▶ **Action item**
Look below for the line holding "filename crates/netscout-server/src/error.rs" and the line holding "let status = if". Repeat those two and everything between, exactly.

▶ **Data to use**

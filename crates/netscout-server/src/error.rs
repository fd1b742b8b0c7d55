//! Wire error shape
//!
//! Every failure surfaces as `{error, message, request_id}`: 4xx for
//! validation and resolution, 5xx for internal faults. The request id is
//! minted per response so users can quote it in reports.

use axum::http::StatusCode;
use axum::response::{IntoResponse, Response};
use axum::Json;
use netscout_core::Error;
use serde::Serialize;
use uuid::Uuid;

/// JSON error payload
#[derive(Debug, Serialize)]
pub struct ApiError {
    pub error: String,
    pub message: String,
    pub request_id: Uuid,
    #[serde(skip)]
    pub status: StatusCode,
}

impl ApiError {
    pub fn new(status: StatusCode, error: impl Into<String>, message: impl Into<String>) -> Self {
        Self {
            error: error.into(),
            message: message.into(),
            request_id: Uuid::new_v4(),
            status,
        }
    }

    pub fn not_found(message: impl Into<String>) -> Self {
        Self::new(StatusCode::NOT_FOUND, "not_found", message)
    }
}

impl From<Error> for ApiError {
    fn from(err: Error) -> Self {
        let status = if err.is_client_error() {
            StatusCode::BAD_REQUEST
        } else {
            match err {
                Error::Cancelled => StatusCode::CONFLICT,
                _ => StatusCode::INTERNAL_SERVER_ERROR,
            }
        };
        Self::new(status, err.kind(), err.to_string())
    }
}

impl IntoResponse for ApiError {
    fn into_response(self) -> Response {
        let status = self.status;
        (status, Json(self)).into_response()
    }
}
...
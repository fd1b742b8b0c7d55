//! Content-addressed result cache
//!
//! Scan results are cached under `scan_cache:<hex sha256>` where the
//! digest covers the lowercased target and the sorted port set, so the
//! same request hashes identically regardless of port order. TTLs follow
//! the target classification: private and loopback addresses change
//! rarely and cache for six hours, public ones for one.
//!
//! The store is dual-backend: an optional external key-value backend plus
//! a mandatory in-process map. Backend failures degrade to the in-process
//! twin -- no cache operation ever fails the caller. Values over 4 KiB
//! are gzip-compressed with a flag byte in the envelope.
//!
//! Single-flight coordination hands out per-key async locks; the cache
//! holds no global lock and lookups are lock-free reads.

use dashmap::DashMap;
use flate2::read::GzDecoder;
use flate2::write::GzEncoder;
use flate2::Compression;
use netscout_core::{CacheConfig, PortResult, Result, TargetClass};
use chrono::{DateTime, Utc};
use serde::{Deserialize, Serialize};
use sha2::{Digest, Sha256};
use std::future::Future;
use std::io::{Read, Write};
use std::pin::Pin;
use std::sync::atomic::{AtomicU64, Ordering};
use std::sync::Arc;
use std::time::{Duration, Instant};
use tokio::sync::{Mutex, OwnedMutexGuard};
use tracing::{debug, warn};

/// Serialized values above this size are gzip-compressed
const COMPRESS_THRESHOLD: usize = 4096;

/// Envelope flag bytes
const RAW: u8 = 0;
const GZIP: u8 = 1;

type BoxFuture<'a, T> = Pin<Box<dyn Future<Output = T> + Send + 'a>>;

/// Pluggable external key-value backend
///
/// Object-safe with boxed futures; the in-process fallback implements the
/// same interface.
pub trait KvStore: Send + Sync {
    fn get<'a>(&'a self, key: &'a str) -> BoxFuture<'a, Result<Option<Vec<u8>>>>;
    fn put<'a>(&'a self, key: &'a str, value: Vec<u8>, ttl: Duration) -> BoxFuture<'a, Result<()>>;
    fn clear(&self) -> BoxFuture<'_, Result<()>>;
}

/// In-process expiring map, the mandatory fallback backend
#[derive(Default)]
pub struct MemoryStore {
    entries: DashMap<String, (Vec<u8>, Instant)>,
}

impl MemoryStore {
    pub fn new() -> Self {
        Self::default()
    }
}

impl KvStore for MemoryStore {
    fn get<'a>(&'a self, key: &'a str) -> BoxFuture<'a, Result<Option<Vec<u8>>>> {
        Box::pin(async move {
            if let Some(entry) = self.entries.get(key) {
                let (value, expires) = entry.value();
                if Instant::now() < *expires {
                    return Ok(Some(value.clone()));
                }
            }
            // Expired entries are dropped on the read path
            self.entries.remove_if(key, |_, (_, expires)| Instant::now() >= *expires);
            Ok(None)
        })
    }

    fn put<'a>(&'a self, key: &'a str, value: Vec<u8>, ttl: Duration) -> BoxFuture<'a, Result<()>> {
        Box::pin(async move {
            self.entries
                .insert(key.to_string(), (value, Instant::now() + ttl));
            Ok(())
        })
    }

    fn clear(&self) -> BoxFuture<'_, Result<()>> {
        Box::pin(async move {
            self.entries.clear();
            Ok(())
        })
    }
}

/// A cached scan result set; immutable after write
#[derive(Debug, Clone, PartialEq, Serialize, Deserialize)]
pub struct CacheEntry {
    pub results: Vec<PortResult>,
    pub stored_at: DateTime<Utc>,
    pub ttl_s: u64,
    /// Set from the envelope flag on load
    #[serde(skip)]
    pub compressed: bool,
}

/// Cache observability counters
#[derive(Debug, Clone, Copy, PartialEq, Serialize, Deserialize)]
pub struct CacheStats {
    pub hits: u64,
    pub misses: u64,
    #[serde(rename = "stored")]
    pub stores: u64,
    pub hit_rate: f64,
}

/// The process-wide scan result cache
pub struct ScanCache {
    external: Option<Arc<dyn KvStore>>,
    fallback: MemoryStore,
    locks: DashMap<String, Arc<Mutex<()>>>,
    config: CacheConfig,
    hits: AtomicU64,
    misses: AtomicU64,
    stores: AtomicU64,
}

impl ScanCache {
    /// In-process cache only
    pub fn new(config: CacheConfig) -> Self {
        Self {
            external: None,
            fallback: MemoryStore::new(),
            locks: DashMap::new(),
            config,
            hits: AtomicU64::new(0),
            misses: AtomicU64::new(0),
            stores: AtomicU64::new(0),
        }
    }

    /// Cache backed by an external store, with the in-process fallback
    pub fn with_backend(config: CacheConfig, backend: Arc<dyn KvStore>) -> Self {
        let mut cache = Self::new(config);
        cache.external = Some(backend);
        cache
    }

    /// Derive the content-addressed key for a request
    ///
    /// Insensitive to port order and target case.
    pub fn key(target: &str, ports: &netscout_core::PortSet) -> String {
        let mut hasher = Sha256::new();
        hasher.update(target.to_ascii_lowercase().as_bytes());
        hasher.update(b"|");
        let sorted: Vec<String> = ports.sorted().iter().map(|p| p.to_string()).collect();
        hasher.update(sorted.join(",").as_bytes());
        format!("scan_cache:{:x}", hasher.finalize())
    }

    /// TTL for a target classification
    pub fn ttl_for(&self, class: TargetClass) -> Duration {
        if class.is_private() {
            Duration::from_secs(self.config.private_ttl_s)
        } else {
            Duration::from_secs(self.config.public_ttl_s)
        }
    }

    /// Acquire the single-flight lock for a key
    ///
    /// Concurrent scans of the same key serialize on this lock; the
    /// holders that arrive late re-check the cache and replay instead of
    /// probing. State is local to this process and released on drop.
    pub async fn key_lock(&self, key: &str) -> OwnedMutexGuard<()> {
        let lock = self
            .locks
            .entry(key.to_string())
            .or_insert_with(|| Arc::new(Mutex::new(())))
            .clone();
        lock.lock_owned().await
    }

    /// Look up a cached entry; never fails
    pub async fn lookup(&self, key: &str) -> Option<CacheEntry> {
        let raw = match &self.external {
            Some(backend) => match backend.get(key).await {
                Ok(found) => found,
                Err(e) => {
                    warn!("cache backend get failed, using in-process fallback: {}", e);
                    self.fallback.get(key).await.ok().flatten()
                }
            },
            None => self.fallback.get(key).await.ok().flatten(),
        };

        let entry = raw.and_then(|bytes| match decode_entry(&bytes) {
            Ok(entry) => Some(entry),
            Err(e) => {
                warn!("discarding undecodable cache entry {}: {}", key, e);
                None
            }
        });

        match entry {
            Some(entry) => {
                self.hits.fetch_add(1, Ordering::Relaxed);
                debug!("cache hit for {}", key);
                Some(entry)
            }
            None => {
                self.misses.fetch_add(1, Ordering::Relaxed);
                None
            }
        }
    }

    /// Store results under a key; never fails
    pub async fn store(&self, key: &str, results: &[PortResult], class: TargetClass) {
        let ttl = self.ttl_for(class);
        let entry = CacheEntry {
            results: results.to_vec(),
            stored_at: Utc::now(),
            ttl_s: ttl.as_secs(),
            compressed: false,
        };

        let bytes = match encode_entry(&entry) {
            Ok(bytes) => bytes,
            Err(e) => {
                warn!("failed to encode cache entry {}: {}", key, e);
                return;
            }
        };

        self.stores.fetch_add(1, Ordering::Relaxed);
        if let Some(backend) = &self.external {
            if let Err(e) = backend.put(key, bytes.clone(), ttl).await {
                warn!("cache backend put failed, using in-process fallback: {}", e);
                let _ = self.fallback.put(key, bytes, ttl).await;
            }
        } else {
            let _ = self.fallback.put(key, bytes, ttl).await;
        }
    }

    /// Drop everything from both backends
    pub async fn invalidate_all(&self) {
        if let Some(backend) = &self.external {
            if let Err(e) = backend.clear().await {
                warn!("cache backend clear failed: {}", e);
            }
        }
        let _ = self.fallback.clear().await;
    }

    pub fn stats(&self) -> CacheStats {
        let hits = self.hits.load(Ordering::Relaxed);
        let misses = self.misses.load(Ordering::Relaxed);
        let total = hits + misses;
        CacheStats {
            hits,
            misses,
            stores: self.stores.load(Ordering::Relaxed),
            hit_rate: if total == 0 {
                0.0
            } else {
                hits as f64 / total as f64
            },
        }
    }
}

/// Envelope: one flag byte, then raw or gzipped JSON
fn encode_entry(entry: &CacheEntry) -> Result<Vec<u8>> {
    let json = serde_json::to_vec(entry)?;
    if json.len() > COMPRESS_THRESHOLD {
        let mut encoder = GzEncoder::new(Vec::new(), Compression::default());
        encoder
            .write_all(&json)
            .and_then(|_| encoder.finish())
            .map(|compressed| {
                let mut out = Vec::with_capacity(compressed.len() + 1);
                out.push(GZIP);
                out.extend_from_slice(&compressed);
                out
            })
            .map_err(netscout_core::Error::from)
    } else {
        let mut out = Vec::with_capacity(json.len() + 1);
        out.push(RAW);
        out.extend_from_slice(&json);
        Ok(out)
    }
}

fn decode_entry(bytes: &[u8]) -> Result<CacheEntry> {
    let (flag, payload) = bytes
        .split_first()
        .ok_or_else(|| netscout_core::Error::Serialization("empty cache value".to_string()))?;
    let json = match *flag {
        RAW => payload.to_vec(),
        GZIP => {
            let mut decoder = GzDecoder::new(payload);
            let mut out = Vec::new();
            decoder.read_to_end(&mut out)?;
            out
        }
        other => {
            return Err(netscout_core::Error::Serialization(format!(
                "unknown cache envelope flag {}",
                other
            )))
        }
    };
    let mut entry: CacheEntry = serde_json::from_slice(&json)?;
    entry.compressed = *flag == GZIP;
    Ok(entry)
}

▶ **Answer box**
filename crates/netscout-server/src/error.rs
repository fd1b742b8b0c7d55
//! Wire error shape
//!
//! Every failure surfaces as `{error, message, request_id}`: 4xx for
//! validation and resolution, 5xx for internal faults. The request id is
//! minted per response so users can quote it in reports.

use axum::http::StatusCode;
use axum::response::{IntoResponse, Response};
use axum::Json;
use netscout_core::Error;
use serde::Serialize;
use uuid::Uuid;

/// JSON error payload
#[derive(Debug, Serialize)]
pub struct ApiError {
    pub error: String,
    pub message: String,
    pub request_id: Uuid,
    #[serde(skip)]
    pub status: StatusCode,
}

impl ApiError {
    pub fn new(status: StatusCode, error: impl Into<String>, message: impl Into<String>) -> Self {
        Self {
            error: error.into(),
            message: message.into(),
            request_id: Uuid::new_v4(),
            status,
        }
    }

    pub fn not_found(message: impl Into<String>) -> Self {
        Self::new(StatusCode::NOT_FOUND, "not_found", message)
    }
}

impl From<Error> for ApiError {
    fn from(err: Error) -> Self {
        let status = if err.is_client_error() {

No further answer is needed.